__WORK TO COMPLETE__: Each line of the records containing "ThesisMeta" is to be copied out and returned.

- - -

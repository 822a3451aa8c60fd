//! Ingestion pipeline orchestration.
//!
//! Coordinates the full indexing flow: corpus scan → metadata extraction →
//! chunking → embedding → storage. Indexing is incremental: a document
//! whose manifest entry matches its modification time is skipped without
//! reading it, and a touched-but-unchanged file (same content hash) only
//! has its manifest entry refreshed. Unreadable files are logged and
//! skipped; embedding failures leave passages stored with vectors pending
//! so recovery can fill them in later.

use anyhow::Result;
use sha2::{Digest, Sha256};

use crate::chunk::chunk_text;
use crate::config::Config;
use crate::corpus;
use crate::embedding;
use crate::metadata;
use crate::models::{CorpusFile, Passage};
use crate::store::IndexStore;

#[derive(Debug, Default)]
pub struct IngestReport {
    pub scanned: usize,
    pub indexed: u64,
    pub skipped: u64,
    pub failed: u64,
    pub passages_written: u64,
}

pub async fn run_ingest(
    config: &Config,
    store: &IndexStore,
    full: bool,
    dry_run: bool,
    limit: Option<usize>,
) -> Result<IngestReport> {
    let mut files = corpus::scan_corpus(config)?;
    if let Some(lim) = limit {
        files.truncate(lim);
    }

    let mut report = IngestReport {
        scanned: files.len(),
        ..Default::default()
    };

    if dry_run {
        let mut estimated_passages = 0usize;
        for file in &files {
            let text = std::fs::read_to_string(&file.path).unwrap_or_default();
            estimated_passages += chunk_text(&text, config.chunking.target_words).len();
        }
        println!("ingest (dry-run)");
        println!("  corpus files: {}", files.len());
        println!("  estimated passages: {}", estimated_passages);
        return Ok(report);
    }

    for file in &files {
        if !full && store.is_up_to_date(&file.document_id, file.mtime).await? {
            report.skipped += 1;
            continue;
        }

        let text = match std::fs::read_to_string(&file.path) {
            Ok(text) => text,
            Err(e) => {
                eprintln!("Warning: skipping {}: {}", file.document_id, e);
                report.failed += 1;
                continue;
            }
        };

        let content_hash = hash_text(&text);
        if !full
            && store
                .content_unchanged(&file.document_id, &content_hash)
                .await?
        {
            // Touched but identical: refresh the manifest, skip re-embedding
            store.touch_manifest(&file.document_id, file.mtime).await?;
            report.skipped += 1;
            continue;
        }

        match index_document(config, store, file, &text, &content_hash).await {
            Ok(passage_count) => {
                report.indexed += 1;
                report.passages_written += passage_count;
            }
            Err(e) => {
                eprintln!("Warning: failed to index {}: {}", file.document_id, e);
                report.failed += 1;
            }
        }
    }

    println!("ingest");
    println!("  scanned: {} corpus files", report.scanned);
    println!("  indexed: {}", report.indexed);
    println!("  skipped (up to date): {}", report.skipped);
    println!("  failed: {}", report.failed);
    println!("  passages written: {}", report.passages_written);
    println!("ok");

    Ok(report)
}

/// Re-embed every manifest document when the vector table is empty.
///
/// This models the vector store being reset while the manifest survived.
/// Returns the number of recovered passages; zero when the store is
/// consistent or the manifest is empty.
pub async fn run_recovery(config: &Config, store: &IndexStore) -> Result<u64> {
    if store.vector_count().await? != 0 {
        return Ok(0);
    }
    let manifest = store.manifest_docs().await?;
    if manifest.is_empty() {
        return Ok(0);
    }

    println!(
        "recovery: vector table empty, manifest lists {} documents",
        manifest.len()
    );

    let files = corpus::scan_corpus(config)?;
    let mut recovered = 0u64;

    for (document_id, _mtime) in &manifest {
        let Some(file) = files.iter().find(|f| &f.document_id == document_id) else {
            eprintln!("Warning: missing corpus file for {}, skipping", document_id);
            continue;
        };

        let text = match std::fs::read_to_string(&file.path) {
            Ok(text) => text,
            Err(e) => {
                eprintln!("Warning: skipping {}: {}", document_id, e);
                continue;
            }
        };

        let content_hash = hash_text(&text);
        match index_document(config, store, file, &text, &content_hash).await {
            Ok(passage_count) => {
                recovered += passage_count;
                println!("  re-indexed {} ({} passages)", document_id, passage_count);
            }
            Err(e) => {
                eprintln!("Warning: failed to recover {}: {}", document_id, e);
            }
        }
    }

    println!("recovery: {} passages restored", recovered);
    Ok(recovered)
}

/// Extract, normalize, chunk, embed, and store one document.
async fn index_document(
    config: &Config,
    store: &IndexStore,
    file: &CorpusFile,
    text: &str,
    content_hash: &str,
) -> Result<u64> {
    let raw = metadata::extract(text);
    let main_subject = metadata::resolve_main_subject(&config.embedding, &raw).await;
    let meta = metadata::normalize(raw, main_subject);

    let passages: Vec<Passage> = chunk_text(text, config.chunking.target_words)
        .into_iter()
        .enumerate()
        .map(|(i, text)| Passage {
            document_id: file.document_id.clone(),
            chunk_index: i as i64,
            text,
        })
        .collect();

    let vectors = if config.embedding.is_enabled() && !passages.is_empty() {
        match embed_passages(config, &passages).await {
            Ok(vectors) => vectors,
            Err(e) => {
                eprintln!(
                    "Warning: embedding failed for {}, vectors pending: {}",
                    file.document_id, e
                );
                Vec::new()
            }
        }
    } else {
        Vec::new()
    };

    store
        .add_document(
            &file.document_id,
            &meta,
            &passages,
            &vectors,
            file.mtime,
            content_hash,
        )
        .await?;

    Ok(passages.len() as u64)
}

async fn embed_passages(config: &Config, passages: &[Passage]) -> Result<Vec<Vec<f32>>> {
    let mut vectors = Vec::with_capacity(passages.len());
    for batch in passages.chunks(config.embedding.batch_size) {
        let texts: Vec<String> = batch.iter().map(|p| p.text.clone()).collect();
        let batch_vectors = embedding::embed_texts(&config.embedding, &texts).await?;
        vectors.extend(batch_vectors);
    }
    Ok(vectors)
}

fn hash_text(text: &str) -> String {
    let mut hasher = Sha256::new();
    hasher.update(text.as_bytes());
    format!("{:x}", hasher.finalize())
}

- - -

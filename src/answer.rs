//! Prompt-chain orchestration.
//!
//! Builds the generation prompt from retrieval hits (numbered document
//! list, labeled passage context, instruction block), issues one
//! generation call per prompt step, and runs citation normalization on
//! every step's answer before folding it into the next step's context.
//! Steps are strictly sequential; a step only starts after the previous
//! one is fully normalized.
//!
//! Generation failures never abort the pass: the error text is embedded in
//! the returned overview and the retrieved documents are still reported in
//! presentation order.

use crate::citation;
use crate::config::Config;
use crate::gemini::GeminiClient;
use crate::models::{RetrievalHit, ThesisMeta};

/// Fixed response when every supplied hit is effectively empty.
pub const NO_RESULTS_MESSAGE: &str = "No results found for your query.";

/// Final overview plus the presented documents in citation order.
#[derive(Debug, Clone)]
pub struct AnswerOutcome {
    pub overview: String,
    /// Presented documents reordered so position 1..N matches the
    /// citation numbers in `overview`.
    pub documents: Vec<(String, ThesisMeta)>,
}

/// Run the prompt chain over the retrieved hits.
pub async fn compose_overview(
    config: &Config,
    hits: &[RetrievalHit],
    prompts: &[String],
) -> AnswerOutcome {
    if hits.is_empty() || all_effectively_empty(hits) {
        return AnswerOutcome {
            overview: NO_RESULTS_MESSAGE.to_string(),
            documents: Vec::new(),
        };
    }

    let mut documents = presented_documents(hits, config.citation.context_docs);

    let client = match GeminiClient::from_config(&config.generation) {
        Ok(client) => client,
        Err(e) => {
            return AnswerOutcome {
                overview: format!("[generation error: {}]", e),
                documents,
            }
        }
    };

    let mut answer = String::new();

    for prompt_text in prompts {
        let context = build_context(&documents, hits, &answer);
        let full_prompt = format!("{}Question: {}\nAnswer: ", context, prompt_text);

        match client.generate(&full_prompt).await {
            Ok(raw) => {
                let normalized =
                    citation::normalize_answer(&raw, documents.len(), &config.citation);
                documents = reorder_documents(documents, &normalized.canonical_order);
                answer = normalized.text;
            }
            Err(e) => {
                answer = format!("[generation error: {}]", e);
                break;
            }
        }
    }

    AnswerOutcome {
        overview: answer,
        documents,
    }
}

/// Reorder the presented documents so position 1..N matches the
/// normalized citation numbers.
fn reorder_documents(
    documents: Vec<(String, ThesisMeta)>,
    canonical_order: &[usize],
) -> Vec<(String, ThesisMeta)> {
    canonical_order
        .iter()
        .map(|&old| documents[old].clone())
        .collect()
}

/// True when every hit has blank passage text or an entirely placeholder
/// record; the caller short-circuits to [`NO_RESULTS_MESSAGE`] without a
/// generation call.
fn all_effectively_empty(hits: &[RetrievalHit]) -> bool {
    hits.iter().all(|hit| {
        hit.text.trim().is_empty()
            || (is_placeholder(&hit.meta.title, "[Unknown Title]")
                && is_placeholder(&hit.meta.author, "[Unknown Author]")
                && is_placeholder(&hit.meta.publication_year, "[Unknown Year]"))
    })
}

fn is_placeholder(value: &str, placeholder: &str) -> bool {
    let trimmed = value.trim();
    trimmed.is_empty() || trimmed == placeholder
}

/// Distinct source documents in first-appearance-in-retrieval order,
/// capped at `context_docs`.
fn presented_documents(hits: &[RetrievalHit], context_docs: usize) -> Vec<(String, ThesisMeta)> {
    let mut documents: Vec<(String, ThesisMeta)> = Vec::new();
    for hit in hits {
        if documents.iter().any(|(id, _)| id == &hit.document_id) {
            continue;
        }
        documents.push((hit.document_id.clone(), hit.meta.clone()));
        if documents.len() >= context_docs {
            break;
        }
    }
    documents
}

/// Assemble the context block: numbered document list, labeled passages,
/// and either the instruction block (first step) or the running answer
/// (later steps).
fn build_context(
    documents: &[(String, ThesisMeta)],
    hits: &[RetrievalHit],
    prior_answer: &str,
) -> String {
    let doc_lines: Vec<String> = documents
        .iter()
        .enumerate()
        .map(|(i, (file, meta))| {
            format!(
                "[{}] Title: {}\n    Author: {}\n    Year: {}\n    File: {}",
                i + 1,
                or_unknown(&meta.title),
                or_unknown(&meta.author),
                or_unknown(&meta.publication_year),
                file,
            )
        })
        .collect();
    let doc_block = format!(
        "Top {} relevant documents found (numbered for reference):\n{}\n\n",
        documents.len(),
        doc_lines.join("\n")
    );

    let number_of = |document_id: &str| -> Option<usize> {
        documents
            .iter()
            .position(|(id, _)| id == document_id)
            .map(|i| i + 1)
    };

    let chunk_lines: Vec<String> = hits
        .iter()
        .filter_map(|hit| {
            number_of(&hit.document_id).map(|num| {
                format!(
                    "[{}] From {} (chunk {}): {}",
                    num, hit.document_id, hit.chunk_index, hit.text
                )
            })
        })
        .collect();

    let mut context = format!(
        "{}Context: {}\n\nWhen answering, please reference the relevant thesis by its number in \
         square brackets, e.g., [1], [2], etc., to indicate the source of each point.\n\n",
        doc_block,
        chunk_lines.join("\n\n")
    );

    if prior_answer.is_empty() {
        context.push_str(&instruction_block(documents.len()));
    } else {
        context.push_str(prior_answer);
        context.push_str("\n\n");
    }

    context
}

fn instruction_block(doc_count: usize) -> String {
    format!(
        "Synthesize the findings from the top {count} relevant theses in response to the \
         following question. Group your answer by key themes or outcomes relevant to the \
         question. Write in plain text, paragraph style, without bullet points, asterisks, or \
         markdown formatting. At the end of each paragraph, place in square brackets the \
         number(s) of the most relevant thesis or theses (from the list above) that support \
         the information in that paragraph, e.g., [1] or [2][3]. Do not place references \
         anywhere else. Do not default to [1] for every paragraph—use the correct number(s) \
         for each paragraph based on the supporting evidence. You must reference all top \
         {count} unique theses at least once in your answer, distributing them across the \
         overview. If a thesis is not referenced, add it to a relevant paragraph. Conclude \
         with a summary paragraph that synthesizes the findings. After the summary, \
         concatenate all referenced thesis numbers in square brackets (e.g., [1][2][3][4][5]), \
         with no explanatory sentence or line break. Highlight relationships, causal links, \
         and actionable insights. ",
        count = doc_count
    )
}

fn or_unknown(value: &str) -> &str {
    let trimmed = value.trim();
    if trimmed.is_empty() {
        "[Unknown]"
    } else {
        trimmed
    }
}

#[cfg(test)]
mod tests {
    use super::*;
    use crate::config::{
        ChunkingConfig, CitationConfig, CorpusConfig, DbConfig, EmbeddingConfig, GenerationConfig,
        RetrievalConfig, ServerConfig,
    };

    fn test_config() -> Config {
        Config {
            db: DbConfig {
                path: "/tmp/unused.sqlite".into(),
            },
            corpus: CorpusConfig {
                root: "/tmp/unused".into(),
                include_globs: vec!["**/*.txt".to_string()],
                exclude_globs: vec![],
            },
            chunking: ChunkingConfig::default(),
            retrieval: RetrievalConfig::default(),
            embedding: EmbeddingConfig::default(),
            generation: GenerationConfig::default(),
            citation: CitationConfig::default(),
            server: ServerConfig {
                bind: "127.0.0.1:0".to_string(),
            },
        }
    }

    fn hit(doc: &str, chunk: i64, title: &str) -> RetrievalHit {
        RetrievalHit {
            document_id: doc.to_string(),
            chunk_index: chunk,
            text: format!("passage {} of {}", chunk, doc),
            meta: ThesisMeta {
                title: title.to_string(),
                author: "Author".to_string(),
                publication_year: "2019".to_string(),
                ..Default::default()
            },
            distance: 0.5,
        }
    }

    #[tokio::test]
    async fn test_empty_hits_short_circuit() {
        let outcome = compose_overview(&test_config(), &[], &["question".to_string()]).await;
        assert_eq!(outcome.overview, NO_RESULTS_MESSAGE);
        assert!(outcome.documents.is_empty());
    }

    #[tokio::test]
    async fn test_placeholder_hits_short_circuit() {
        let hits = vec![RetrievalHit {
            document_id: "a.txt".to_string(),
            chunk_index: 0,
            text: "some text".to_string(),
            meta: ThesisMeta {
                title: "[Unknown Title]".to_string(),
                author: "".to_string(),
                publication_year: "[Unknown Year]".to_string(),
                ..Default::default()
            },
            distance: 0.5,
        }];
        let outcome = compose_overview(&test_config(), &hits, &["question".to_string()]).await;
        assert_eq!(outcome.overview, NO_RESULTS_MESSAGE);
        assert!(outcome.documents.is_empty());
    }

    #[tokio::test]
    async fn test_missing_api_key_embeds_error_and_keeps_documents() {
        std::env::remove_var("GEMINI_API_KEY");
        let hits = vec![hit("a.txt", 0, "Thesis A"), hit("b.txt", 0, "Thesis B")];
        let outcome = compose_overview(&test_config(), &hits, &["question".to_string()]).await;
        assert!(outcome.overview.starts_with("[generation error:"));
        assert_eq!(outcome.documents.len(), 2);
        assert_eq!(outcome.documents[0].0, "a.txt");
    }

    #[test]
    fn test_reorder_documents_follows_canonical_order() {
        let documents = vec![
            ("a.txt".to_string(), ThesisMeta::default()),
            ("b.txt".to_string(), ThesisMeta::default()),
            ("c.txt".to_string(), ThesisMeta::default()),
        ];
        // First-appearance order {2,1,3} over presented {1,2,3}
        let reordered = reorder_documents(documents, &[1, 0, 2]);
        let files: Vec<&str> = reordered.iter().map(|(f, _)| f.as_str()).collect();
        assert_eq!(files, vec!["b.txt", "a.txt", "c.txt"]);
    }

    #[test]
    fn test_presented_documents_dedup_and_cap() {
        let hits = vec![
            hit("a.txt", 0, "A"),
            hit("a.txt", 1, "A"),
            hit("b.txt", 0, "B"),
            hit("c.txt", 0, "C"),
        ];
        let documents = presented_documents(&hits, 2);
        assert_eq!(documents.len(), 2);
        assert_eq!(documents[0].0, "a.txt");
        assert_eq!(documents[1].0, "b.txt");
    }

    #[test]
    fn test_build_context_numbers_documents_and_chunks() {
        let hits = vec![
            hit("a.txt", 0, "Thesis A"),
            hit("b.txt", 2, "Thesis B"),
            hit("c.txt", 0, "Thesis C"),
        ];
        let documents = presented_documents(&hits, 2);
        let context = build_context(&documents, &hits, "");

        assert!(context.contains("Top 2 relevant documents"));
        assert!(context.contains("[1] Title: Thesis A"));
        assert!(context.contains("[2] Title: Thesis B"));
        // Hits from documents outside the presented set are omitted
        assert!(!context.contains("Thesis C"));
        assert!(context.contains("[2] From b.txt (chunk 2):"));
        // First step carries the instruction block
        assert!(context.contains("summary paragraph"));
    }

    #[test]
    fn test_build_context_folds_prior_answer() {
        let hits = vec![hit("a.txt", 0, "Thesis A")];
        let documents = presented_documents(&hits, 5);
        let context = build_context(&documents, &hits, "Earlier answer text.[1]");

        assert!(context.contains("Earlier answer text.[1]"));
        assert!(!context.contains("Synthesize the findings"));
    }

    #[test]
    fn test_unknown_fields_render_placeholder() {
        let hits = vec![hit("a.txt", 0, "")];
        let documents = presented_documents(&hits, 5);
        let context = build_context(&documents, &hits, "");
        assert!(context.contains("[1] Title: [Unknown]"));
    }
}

- - -

__RESULT__:
use crate::models::{RetrievalHit, ThesisMeta};
    pub documents: Vec<(String, ThesisMeta)>,
    documents: Vec<(String, ThesisMeta)>,
) -> Vec<(String, ThesisMeta)> {
fn presented_documents(hits: &[RetrievalHit], context_docs: usize) -> Vec<(String, ThesisMeta)> {
    let mut documents: Vec<(String, ThesisMeta)> = Vec::new();
    documents: &[(String, ThesisMeta)],
            meta: ThesisMeta {
            meta: ThesisMeta {
            ("a.txt".to_string(), ThesisMeta::default()),
            ("b.txt".to_string(), ThesisMeta::default()),
            ("c.txt".to_string(), ThesisMeta::default()),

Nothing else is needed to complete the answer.